I read this some time ago and it makes a lot of sense.

http://303products.com/product-uses/tire-tech-facts

As coincidence would have it I have Toyo HO9s on my van but we don't get much sun here in Ireland !!

I am concerned about tyre deterioration through UV, particularly since I work with boats and find that tyres on trailers are always a liability (second only to bearings).

I protect my wheels with sheets of corrugated plastic (as used by estate agents for their boards) cut roughly to fit the shape of the wheel arches. They seem to do the job and are expendable and easily replaced if lost or destroyed.

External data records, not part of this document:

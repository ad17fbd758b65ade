use std::fmt::{Debug, Formatter};

use bytes::{Buf, BufMut, Bytes, BytesMut};
use crc::{Crc, CRC_32_ISO_HDLC};
use num_enum::{IntoPrimitive, TryFromPrimitive};

use crate::messaging::error::{MessagingError, MessagingResult};

const CRC: Crc<u32> = Crc::<u32>::new(&CRC_32_ISO_HDLC);


/// Determines whether a message is tracked for acknowledgement and re-sent until it is
///  acknowledged (`Reliable`), or sent once and forgotten (`Unreliable`).
///
/// Sequence numbers are counted separately per delivery mode.
#[derive(Debug, Copy, Clone, Eq, PartialEq, Hash, Ord, PartialOrd, TryFromPrimitive, IntoPrimitive)]
#[repr(u8)]
pub enum DeliveryMode {
    Unreliable = 0,
    Reliable = 1,
}

#[derive(Debug, Copy, Clone, Eq, PartialEq, TryFromPrimitive, IntoPrimitive)]
#[repr(u8)]
enum EnvelopeKind {
    Message = 1,
    Ack = 2,
}


/// A payload stamped with its sender-side sequence number. Sequence numbers start at 1 and are
///  strictly increasing per (recipient, delivery mode).
#[derive(Clone, Eq, PartialEq)]
pub struct SequencedMessage {
    pub sequence: u64,
    pub mode: DeliveryMode,
    pub payload: Bytes,
}
impl Debug for SequencedMessage {
    fn fmt(&self, f: &mut Formatter<'_>) -> std::fmt::Result {
        write!(f, "#{}({:?}, {} bytes)", self.sequence, self.mode, self.payload.len())
    }
}

/// Confirms receipt of a single reliable message. Acks are never acknowledged themselves.
#[derive(Debug, Copy, Clone, Eq, PartialEq)]
pub struct Ack {
    pub sequence: u64,
}


/// The outer shape of every datagram this layer sends. The layout is:
///
/// ```ascii
/// 0: envelope kind (u8): 1 = MESSAGE, 2 = ACK
/// 1: CRC-32 (u32) over the envelope kind and everything after the checksum
/// 5: MESSAGE: delivery mode (u8), sequence (u64), payload (rest of the datagram)
///    ACK:     sequence (u64)
/// ```
#[derive(Debug, Clone, Eq, PartialEq)]
pub enum Envelope {
    Message(SequencedMessage),
    Ack(Ack),
}

impl Envelope {
    const CHECKSUM_OFFSET: usize = size_of::<u8>();
    const HEADER_LEN: usize = Self::CHECKSUM_OFFSET + size_of::<u32>();

    /// The number of bytes a MESSAGE envelope adds to its payload
    pub const MESSAGE_OVERHEAD: usize = Self::HEADER_LEN + size_of::<u8>() + size_of::<u64>();

    fn kind(&self) -> EnvelopeKind {
        match self {
            Envelope::Message(_) => EnvelopeKind::Message,
            Envelope::Ack(_) => EnvelopeKind::Ack,
        }
    }

    pub fn ser(&self, buf: &mut BytesMut) {
        let start = buf.len();

        buf.put_u8(self.kind().into());
        buf.put_u32(0); // patched below
        match self {
            Envelope::Message(msg) => {
                buf.put_u8(msg.mode.into());
                buf.put_u64(msg.sequence);
                buf.put_slice(&msg.payload);
            }
            Envelope::Ack(ack) => {
                buf.put_u64(ack.sequence);
            }
        }

        let checksum = Self::checksum(buf[start], &buf[start + Self::HEADER_LEN..]);
        buf[start + Self::CHECKSUM_OFFSET..start + Self::HEADER_LEN].copy_from_slice(&checksum.to_be_bytes());
    }

    pub fn to_bytes(&self) -> Bytes {
        let mut buf = BytesMut::new();
        self.ser(&mut buf);
        buf.freeze()
    }

    /// Parses a complete datagram. Anything that is not a well-formed MESSAGE or ACK envelope is
    ///  reported as [MessagingError::UnrecognizedEnvelope].
    pub fn try_deser(datagram: &[u8]) -> MessagingResult<Envelope> {
        let mut buf = datagram;

        let raw_kind = buf.try_get_u8()
            .map_err(|_| MessagingError::unrecognized("empty datagram"))?;
        let checksum = buf.try_get_u32()
            .map_err(|e| MessagingError::unrecognized(format!("incomplete envelope header: {}", e)))?;
        if Self::checksum(raw_kind, buf) != checksum {
            return Err(MessagingError::unrecognized("checksum mismatch"));
        }

        let kind = EnvelopeKind::try_from(raw_kind)
            .map_err(|_| MessagingError::unrecognized(format!("unknown envelope kind {}", raw_kind)))?;

        match kind {
            EnvelopeKind::Message => {
                let raw_mode = buf.try_get_u8()
                    .map_err(|e| MessagingError::unrecognized(format!("missing delivery mode: {}", e)))?;
                let mode = DeliveryMode::try_from(raw_mode)
                    .map_err(|_| MessagingError::unrecognized(format!("unknown delivery mode {}", raw_mode)))?;
                let sequence = Self::try_get_sequence(&mut buf)?;

                Ok(Envelope::Message(SequencedMessage {
                    sequence,
                    mode,
                    payload: Bytes::copy_from_slice(buf),
                }))
            }
            EnvelopeKind::Ack => {
                let sequence = Self::try_get_sequence(&mut buf)?;
                if buf.has_remaining() {
                    return Err(MessagingError::unrecognized(format!("{} trailing bytes after ACK", buf.remaining())));
                }
                Ok(Envelope::Ack(Ack { sequence }))
            }
        }
    }

    /// covers the envelope kind and everything after the checksum field
    fn checksum(raw_kind: u8, body: &[u8]) -> u32 {
        let mut digest = CRC.digest();
        digest.update(&[raw_kind]);
        digest.update(body);
        digest.finalize()
    }

    fn try_get_sequence(buf: &mut &[u8]) -> MessagingResult<u64> {
        let sequence = buf.try_get_u64()
            .map_err(|e| MessagingError::unrecognized(format!("incomplete sequence number: {}", e)))?;
        if sequence == 0 {
            return Err(MessagingError::unrecognized("sequence number 0"));
        }
        Ok(sequence)
    }
}


#[cfg(test)]
mod tests {
    use rstest::rstest;

    use super::*;

    fn with_checksum(kind: u8, body: &[u8]) -> Vec<u8> {
        let mut result = vec![kind];
        result.extend_from_slice(&Envelope::checksum(kind, body).to_be_bytes());
        result.extend_from_slice(body);
        result
    }

    #[test]
    fn test_ser_message() {
        let envelope = Envelope::Message(SequencedMessage {
            sequence: 0x0102,
            mode: DeliveryMode::Reliable,
            payload: Bytes::from_static(b"abc"),
        });

        let expected = with_checksum(1, b"\x01\0\0\0\0\0\0\x01\x02abc");
        assert_eq!(envelope.to_bytes().as_ref(), expected.as_slice());
    }

    #[test]
    fn test_ser_ack() {
        let envelope = Envelope::Ack(Ack { sequence: 5 });

        let expected = with_checksum(2, b"\0\0\0\0\0\0\0\x05");
        assert_eq!(envelope.to_bytes().as_ref(), expected.as_slice());
    }

    #[test]
    fn test_ser_appends_to_buffer() {
        let mut buf = BytesMut::from(&b"xyz"[..]);
        Envelope::Ack(Ack { sequence: 1 }).ser(&mut buf);

        assert_eq!(&buf[..3], b"xyz");
        assert_eq!(Envelope::try_deser(&buf[3..]).unwrap(), Envelope::Ack(Ack { sequence: 1 }));
    }

    #[rstest]
    #[case::unreliable_empty_payload(with_checksum(1, b"\0\0\0\0\0\0\0\0\x07"), Envelope::Message(SequencedMessage { sequence: 7, mode: DeliveryMode::Unreliable, payload: Bytes::new() }))]
    #[case::reliable_with_payload(with_checksum(1, b"\x01\0\0\0\0\0\0\0\x01hello"), Envelope::Message(SequencedMessage { sequence: 1, mode: DeliveryMode::Reliable, payload: Bytes::from_static(b"hello") }))]
    #[case::ack(with_checksum(2, b"\0\0\0\0\0\0\x01\0"), Envelope::Ack(Ack { sequence: 256 }))]
    fn test_try_deser(#[case] datagram: Vec<u8>, #[case] expected: Envelope) {
        assert_eq!(Envelope::try_deser(&datagram).unwrap(), expected);
    }

    #[rstest]
    #[case::empty(vec![])]
    #[case::unknown_kind(with_checksum(9, b"\0\0\0\0\0\0\0\x01"))]
    #[case::no_checksum(vec![2, 0, 0])]
    #[case::wrong_checksum(vec![2, 0, 0, 0, 0, 0, 0, 0, 0, 0, 0, 0, 1])]
    #[case::unknown_mode(with_checksum(1, b"\x05\0\0\0\0\0\0\0\x01"))]
    #[case::no_mode(with_checksum(1, b""))]
    #[case::short_sequence(with_checksum(1, b"\x01\0\0\x01"))]
    #[case::zero_sequence(with_checksum(1, b"\x01\0\0\0\0\0\0\0\0abc"))]
    #[case::ack_zero_sequence(with_checksum(2, b"\0\0\0\0\0\0\0\0"))]
    #[case::ack_trailing_bytes(with_checksum(2, b"\0\0\0\0\0\0\0\x01\x01"))]
    fn test_try_deser_unrecognized(#[case] datagram: Vec<u8>) {
        match Envelope::try_deser(&datagram) {
            Err(MessagingError::UnrecognizedEnvelope(msg)) => println!("{}", msg),
            other => panic!("expected UnrecognizedEnvelope, was {:?}", other),
        }
    }

    #[test]
    fn test_corrupted_payload_is_rejected() {
        let mut datagram = Envelope::Message(SequencedMessage {
            sequence: 3,
            mode: DeliveryMode::Reliable,
            payload: Bytes::from_static(b"payload"),
        }).to_bytes().to_vec();

        let last = datagram.len() - 1;
        datagram[last] ^= 0x40;

        assert!(matches!(Envelope::try_deser(&datagram), Err(MessagingError::UnrecognizedEnvelope(_))));
    }

    #[rstest]
    #[case::ack_to_message(Envelope::Ack(Ack { sequence: 0x01_0000_0000_0000 }), 1)]
    #[case::message_to_ack(Envelope::Message(SequencedMessage { sequence: 1, mode: DeliveryMode::Unreliable, payload: Bytes::new() }), 2)]
    #[case::unknown_kind(Envelope::Ack(Ack { sequence: 1 }), 7)]
    fn test_changed_kind_fails_checksum(#[case] envelope: Envelope, #[case] changed_kind: u8) {
        let mut datagram = envelope.to_bytes().to_vec();
        datagram[0] = changed_kind;

        match Envelope::try_deser(&datagram) {
            Err(MessagingError::UnrecognizedEnvelope(msg)) => assert_eq!(msg, "checksum mismatch"),
            other => panic!("expected a checksum mismatch, was {:?}", other),
        }
    }
}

I have recently bought Forever Black tire gel to increase the protection and enhance the wheels but have not applied it yet. However I am very pleased with their bumper and trim dye over the last 3 years so am optimistic about this tyre gel.

Davy


----------



## Mrplodd (Mar 4, 2008)

Do you intend keeping your van more than 5 years? If so then it might be worth considering, otherwise I wouldn't bother!


----------



## peaky (Jul 15, 2009)

I would nt bother either, my van/car has been out in the hot Spanish sun never degraded but neither are sitting around for weeks on end either just baking away !! move it or loose it (uv I mean )on yer tyres !!


----------



## coppo (May 27, 2009)

I,ve always used them on the motorhome when parked up at home, they only take seconds to slip on and off. We live high up on the moors, really remote and in the winter the covers prevent some of the driving horizontal rain/snow from the wheels.

Paul.


----------



## TheNomad (Aug 12, 2013)

I'm also of the 'don't bother' persuasion.

Those tyre covers really do seem to me to be a solution in search of a problem.


Our motorhome and car and motorbikes all spend very extended amounts of time here in the strong Spanish sun. 
Tyres on some of the vehicles are many years old now, with no evident perishing at all.


----------



## Medallionman (Nov 26, 2005)

100l? (large) black plastic rubbish sacks from Aldi. Cut them 2/3 of the way up one side, slip over the wheel. Pull the tags out of the bottom and pull tight and tie around the bottom of the wheel. Job done. Throw them away when you move or save if you are bothered about the price. They fit over the wheels of my Merc wheels so should fit others just as well.
Brian


----------